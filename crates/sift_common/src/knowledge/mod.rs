//! Knowledge base for the retrieval path: passage index and retrievers.

pub mod index;
pub mod retriever;

pub use index::{tokenize, PassageIndex};
pub use retriever::{default_passages, load_passages, KeywordRetriever, Retriever, StaticRetriever};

--- --- ---

Task goal
Return every record in full, word for word.

Exercise response
filename crates/sift_common/src/knowledge/mod.rs
//! Knowledge base for the retrieval path: passage index and retrievers.

pub mod index;
pub mod retriever;

pub use index::{tokenize, PassageIndex};
pub use retriever::{default_passages, load_passages, KeywordRetriever, Retriever, StaticRetriever};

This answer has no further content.